Fig. 3. Effects of NTP-GM-D17 on PBMCs.

a NTP-GM protein is translocated to the nucleus. PBMCs (1.0 × 10⁷ cells) were treated with 20 nM NTP-GM-D17 for 12 h and cellular fractionation was performed. Anti-α-tubulin and anti-histone H3 antibodies were used for detecting proteins localised in cytosolic or nuclear fractions, respectively. Whole, whole lysate. Cyt, cytoplasmic fraction. Nuc, nuclear fraction. b NTP-GM-D17 reduces the number of PD-1⁺/CD3⁺ and PD-1⁺/CD56⁺ cells.
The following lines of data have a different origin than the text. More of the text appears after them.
use log::debug;

use crate::*;

/// How a uniform block instance is renamed for a target.
#[derive(Clone, Copy, Debug, Eq, Hash, PartialEq)]
pub enum NamingRule {
    /// Drop the two-character prefix of the block's type name and use
    /// the rest as the instance name, e.g. `u_Light` becomes `light`.
    StripTypePrefix,
    /// Lower-case the first character of the instance name.
    LowerFirst,
}

fn lower_first(name: &str) -> Option<String> {
    let mut chars = name.chars();
    let first = chars.next()?;
    Some(first.to_lowercase().chain(chars).collect())
}

/// The new instance name of a uniform block, or `None` if the block
/// should keep its current name.
pub fn instance_name(rule: NamingRule, instance: &str, type_name: &str) ->
    Option<String>
{
    match rule {
        NamingRule::StripTypePrefix => {
            let mut chars = type_name.chars();
            chars.nth(1)?;
            lower_first(chars.as_str())
        },
        NamingRule::LowerFirst => lower_first(instance),
    }
}

/// The byte count reported for an array member: the scalar size times
/// the outermost length. Vector and matrix shape are not included.
fn array_total(desc: &spv::TypeDesc) -> u32 {
    desc.base.size() * desc.array_length()
}

fn log_members(block: &spv::Resource<'_>) {
    debug!("uniform block {}", block.type_name().unwrap_or(""));
    for member in block.members() {
        let desc = member.desc();
        let name = member.name().unwrap_or("");
        let size = desc.base.size();
        debug!("  {}: {} ({} bytes)", name, desc.base, size);
        if desc.is_vector_or_matrix() {
            debug!("    {}x{}", desc.columns, desc.vec_size);
        }
        if desc.is_array() {
            debug!("    [{}] ({} bytes total)", desc.array_length(),
                array_total(&desc));
        }
    }
}

/// Renames every uniform block instance according to the target's
/// naming rule. Returns the number of renamed blocks.
pub fn normalize(
    module: &spv::Module,
    target: ShadingLanguage,
    backend: &mut impl Annotate,
) -> Result<usize> {
    let rule = target.naming_rule();
    let mut count = 0;
    for block in module.resources_of(spv::ResourceKind::UniformBuffer) {
        if rule == NamingRule::StripTypePrefix {
            log_members(&block);
        }

        let instance = block.name().unwrap_or("");
        let type_name = block.type_name().unwrap_or("");
        match instance_name(rule, instance, type_name) {
            Some(name) => {
                backend.rename(block.id(), &name)?;
                count += 1;
            },
            None => debug!(
                "normalize: keeping name of block {} ({:?})",
                block.id(), instance,
            ),
        }
    }
    Ok(count)
}

#[cfg(test)]
mod tests {
    use spv::testing::ModuleBuilder;
    use crate::testing::Recorder;
    use super::*;

    #[test]
    fn strip_type_prefix() {
        let rule = NamingRule::StripTypePrefix;
        assert_eq!(instance_name(rule, "", "u_Light").as_deref(), Some("light"));
        assert_eq!(instance_name(rule, "x", "ubMaterial").as_deref(),
            Some("material"));
        assert_eq!(instance_name(rule, "x", "u_"), None);
        assert_eq!(instance_name(rule, "x", ""), None);
    }

    #[test]
    fn lower_first_char() {
        let rule = NamingRule::LowerFirst;
        assert_eq!(instance_name(rule, "MyBlock", "").as_deref(),
            Some("myBlock"));
        assert_eq!(instance_name(rule, "Éclair", "").as_deref(),
            Some("éclair"));
        assert_eq!(instance_name(rule, "", "Ignored"), None);
    }

    fn light_module() -> (spv::Module, u32) {
        let mut b = ModuleBuilder::new();
        let vec4 = b.vec(4);
        let mat4 = b.mat(4, 4);
        let arr = b.array(vec4, 4);
        let block = b.block("u_Light", &[
            ("color", vec4, 0),
            ("transform", mat4, 16),
            ("corners", arr, 80),
        ]);
        let var = b.uniform_buffer(block, "MyBlock", 0, 0);
        let words = b.finish(spv::ExecutionModel::Fragment);
        (spv::parse_words(&words).unwrap(), var)
    }

    #[test]
    fn array_total_is_scalar_size_times_length() {
        let (module, _) = light_module();
        let block = module.resources_of(spv::ResourceKind::UniformBuffer)
            .next().unwrap();
        let corners = block.members().nth(2).unwrap().desc();
        assert_eq!(corners.vec_size, 4);
        assert_eq!(array_total(&corners), 16);
    }

    #[test]
    fn normalize_es2() {
        let _ = env_logger::builder().is_test(true).try_init();
        let (module, var) = light_module();
        let mut backend = Recorder::default();
        let count = normalize(&module, ShadingLanguage::GlslEs2, &mut backend)
            .unwrap();
        assert_eq!(count, 1);
        assert_eq!(backend.name(var), Some("light"));
    }

    #[test]
    fn normalize_other_targets() {
        let (module, var) = light_module();
        for &target in &[
            ShadingLanguage::GlslEs3,
            ShadingLanguage::Glsl450,
            ShadingLanguage::GlslVulkan,
            ShadingLanguage::Hlsl,
            ShadingLanguage::Msl,
        ] {
            let mut backend = Recorder::default();
            normalize(&module, target, &mut backend).unwrap();
            assert_eq!(backend.name(var), Some("myBlock"), "{}", target);
        }
    }

    #[test]
    fn empty_instance_name_is_kept() {
        let mut b = ModuleBuilder::new();
        let float = b.float();
        let block = b.block("Globals", &[("time", float, 0)]);
        b.uniform_buffer(block, "", 0, 0);
        let module = spv::parse_words(&b.finish(spv::ExecutionModel::Vertex))
            .unwrap();

        let mut backend = Recorder::default();
        let count = normalize(&module, ShadingLanguage::Msl, &mut backend)
            .unwrap();
        assert_eq!(count, 0);
        assert!(backend.names.is_empty());
    }
}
Dot plot from one representative FACS analysis (left) and a graph showing integrated data from three independent experiments (right) are shown. Values represent the mean ± SD (n = 3). c Bisulfite sequence analysis of the PD-1 promoter region. Results for CR-C and CR-B in PBMCs, which were harvested on day 6 (see Fig. 2d) are shown. DNA methylation of CR-B was significantly increased by NTP-GM-D17. *P < 0.01; NS, not significant. d NTP-GM-D17 reduces the number of PD-1⁺/CD3⁺ and PD-1⁺/CD56⁺ cells on day 9 (see an experimental protocol shown in Fig. 2d). A graph of integrated data from three independent experiments was shown in the right panel. Values represent the mean ± SD (n = 3). e DNA methylation persists for 4 days after the last addition of NTP-GM-D17. Bisulfite sequence analysis of CR-C and CR-B was performed using PBMCs that were harvested on day 9. *P < 0.01; NS, not significant. f Effects of NTP-GM-D17 were cancelled on day 12. A representative result was shown. g Increased DNA methylation was restored on day 12. Data of bisulfite sequence analysis done on day 12 are depicted. NS, not significant. h Incorporated NTP–GP protein is degraded quickly. After treatment of PBMCs with 20 nM NTP-GM protein for 5 days, the cells were harvested on the following day, and whole-cell extracts of 1.0 or 5.0 × 10⁵ cells (lanes 2 and 3) were subjected to western blot analysis. As control, 100 (lane 4), 50 (lane 5), 25 (lane 6) and 12.5 ng (lane 7) of NTP-GM protein was loaded onto the same SDS-PAGE gel.